• [EXERCISE DESCRIPTION] An exact reproduction of all the entries below is required.

(Items from a data source)
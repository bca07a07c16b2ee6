use super::context::{Context, Handler, HandlerResult};
use crate::error::ModerationError;
use async_trait::async_trait;

/// `help [command]`: lists the commands the caller may use, or shows one.
pub struct HelpHandler;

#[async_trait]
impl Handler for HelpHandler {
    async fn handle(&self, ctx: &Context<'_>) -> HandlerResult {
        let registry = ctx.session.registry();
        let trigger = ctx.session.config().general.trigger;

        if let Some(name) = ctx.args.get(0) {
            let spec = registry
                .get(name)
                .ok_or_else(|| ModerationError::UnknownCommand(name.to_string()))?;
            return Ok(vec![ctx.reply(format!(
                "{}{} - {}",
                trigger, spec.usage, spec.summary
            ))]);
        }

        let mut replies = vec![ctx.reply("Commands:")];
        for name in registry.names() {
            let Some(spec) = registry.get(name) else {
                continue;
            };
            let allowed = spec
                .role
                .is_none_or(|role| ctx.account.as_ref().is_some_and(|a| a.has_role(role)));
            if allowed {
                replies.push(ctx.reply(format!("{}{} - {}", trigger, spec.usage, spec.summary)));
            }
        }
        Ok(replies)
    }
}
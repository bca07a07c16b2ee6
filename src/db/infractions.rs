//! Infraction counter repository.
//!
//! Records are created lazily and never deleted; a pardon zeroes the
//! counters instead. Callers serialize read-modify-write cycles per identity
//! (see `moderation::ledger`).

use super::{DbError, to_count};
use sqlx::SqlitePool;

/// Running warn/kick counters for one identity.
#[derive(Debug, Clone, PartialEq, Eq)]
pub struct InfractionRecord {
    pub identity: String,
    pub warn_count: u32,
    pub kick_count: u32,
}

impl InfractionRecord {
    /// A clean record.
    pub fn new(identity: &str) -> Self {
        Self {
            identity: identity.to_string(),
            warn_count: 0,
            kick_count: 0,
        }
    }
}

/// Repository for infraction operations.
pub struct InfractionRepository<'a> {
    pool: &'a SqlitePool,
}

impl<'a> InfractionRepository<'a> {
    /// Create a new infraction repository.
    pub fn new(pool: &'a SqlitePool) -> Self {
        Self { pool }
    }

    /// Find the record for an identity.
    pub async fn find(&self, identity: &str) -> Result<Option<InfractionRecord>, DbError> {
        let row = sqlx::query_as::<_, (String, i64, i64)>(
            "SELECT identity, warn_count, kick_count FROM infractions WHERE identity = ?",
        )
        .bind(identity)
        .fetch_optional(self.pool)
        .await?;

        Ok(row.map(|(identity, warn, kick)| InfractionRecord {
            identity,
            warn_count: to_count(warn),
            kick_count: to_count(kick),
        }))
    }

    /// Fetch the record for an identity, creating a clean one if absent.
    pub async fn get_or_create(&self, identity: &str) -> Result<InfractionRecord, DbError> {
        sqlx::query("INSERT OR IGNORE INTO infractions (identity, warn_count, kick_count) VALUES (?, 0, 0)")
            .bind(identity)
            .execute(self.pool)
            .await?;

        self.find(identity)
            .await?
            .ok_or_else(|| DbError::Internal(format!("infraction record for {identity} vanished")))
    }

    /// Persist a record (upsert).
    pub async fn save(&self, record: &InfractionRecord) -> Result<(), DbError> {
        sqlx::query(
            r#"
            INSERT INTO infractions (identity, warn_count, kick_count) VALUES (?, ?, ?)
            ON CONFLICT(identity) DO UPDATE SET
                warn_count = excluded.warn_count,
                kick_count = excluded.kick_count
            "#,
        )
        .bind(&record.identity)
        .bind(i64::from(record.warn_count))
        .bind(i64::from(record.kick_count))
        .execute(self.pool)
        .await?;

        Ok(())
    }
}

#[cfg(test)]
mod tests {
    use super::*;
    use crate::db::Database;

    #[tokio::test]
    async fn test_created_lazily_with_zero_counts() {
        let db = Database::new(":memory:").await.unwrap();
        assert!(db.infractions().find("u@h").await.unwrap().is_none());

        let record = db.infractions().get_or_create("u@h").await.unwrap();
        assert_eq!(record, InfractionRecord::new("u@h"));
    }

    #[tokio::test]
    async fn test_save_overwrites_counts() {
        let db = Database::new(":memory:").await.unwrap();
        let mut record = db.infractions().get_or_create("u@h").await.unwrap();
        record.warn_count = 2;
        record.kick_count = 1;
        db.infractions().save(&record).await.unwrap();

        let stored = db.infractions().find("u@h").await.unwrap().unwrap();
        assert_eq!(stored.warn_count, 2);
        assert_eq!(stored.kick_count, 1);
    }
}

• [SOLUTION TO THIS TASK]
repository bca07a07c16b2ee6
use super::context::{Context, Handler, HandlerResult};
use crate::error::ModerationError;
use async_trait::async_trait;

/// `help [command]`: lists the commands the caller may use, or shows one.
pub struct HelpHandler;

#[async_trait]
impl Handler for HelpHandler {
    async fn handle(&self, ctx: &Context<'_>) -> HandlerResult {
        let registry = ctx.session.registry();
        let trigger = ctx.session.config().general.trigger;

        if let Some(name) = ctx.args.get(0) {
            let spec = registry
                .get(name)
                .ok_or_else(|| ModerationError::UnknownCommand(name.to_string()))?;
            return Ok(vec![ctx.reply(format!(
                "{}{} - {}",
                trigger, spec.usage, spec.summary
            ))]);
        }

        let mut replies = vec![ctx.reply("Commands:")];
        for name in registry.names() {
            let Some(spec) = registry.get(name) else {
                continue;
            };
            let allowed = spec
                .role
                .is_none_or(|role| ctx.account.as_ref().is_some_and(|a| a.has_role(role)));
            if allowed {
                replies.push(ctx.reply(format!("{}{} - {}", trigger, spec.usage, spec.summary)));
            }
        }
        Ok(replies)
    }
}
repository bca07a07c16b2ee6
filename src/db/infractions.rs
//! Infraction counter repository.
//!
//! Records are created lazily and never deleted; a pardon zeroes the
//! counters instead. Callers serialize read-modify-write cycles per identity
//! (see `moderation::ledger`).

use super::{DbError, to_count};
use sqlx::SqlitePool;

/// Running warn/kick counters for one identity.
#[derive(Debug, Clone, PartialEq, Eq)]
pub struct InfractionRecord {
    pub identity: String,
    pub warn_count: u32,
    pub kick_count: u32,
}

impl InfractionRecord {
    /// A clean record.
    pub fn new(identity: &str) -> Self {
        Self {
            identity: identity.to_string(),
            warn_count: 0,
            kick_count: 0,
        }
    }
}

/// Repository for infraction operations.
pub struct InfractionRepository<'a> {
    pool: &'a SqlitePool,
}

impl<'a> InfractionRepository<'a> {
    /// Create a new infraction repository.
    pub fn new(pool: &'a SqlitePool) -> Self {
        Self { pool }
    }

    /// Find the record for an identity.
    pub async fn find(&self, identity: &str) -> Result<Option<InfractionRecord>, DbError> {
        let row = sqlx::query_as::<_, (String, i64, i64)>(
            "SELECT identity, warn_count, kick_count FROM infractions WHERE identity = ?",
        )
        .bind(identity)
        .fetch_optional(self.pool)
        .await?;

        Ok(row.map(|(identity, warn, kick)| InfractionRecord {
            identity,
            warn_count: to_count(warn),
            kick_count: to_count(kick),
        }))
    }

    /// Fetch the record for an identity, creating a clean one if absent.
    pub async fn get_or_create(&self, identity: &str) -> Result<InfractionRecord, DbError> {
        sqlx::query("INSERT OR IGNORE INTO infractions (identity, warn_count, kick_count) VALUES (?, 0, 0)")
            .bind(identity)
            .execute(self.pool)
            .await?;

        self.find(identity)
            .await?
            .ok_or_else(|| DbError::Internal(format!("infraction record for {identity} vanished")))
    }

    /// Persist a record (upsert).
    pub async fn save(&self, record: &InfractionRecord) -> Result<(), DbError> {
        sqlx::query(
            r#"
            INSERT INTO infractions (identity, warn_count, kick_count) VALUES (?, ?, ?)
            ON CONFLICT(identity) DO UPDATE SET
                warn_count = excluded.warn_count,
                kick_count = excluded.kick_count
            "#,
        )
        .bind(&record.identity)
        .bind(i64::from(record.warn_count))
        .bind(i64::from(record.kick_count))
        .execute(self.pool)
        .await?;

        Ok(())
    }
}

#[cfg(test)]
mod tests {
    use super::*;
    use crate::db::Database;

    #[tokio::test]
    async fn test_created_lazily_with_zero_counts() {
        let db = Database::new(":memory:").await.unwrap();
        assert!(db.infractions().find("u@h").await.unwrap().is_none());

        let record = db.infractions().get_or_create("u@h").await.unwrap();
        assert_eq!(record, InfractionRecord::new("u@h"));
    }

    #[tokio::test]
    async fn test_save_overwrites_counts() {
        let db = Database::new(":memory:").await.unwrap();
        let mut record = db.infractions().get_or_create("u@h").await.unwrap();
        record.warn_count = 2;
        record.kick_count = 1;
        db.infractions().save(&record).await.unwrap();

        let stored = db.infractions().find("u@h").await.unwrap().unwrap();
        assert_eq!(stored.warn_count, 2);
        assert_eq!(stored.kick_count, 1);
    }
}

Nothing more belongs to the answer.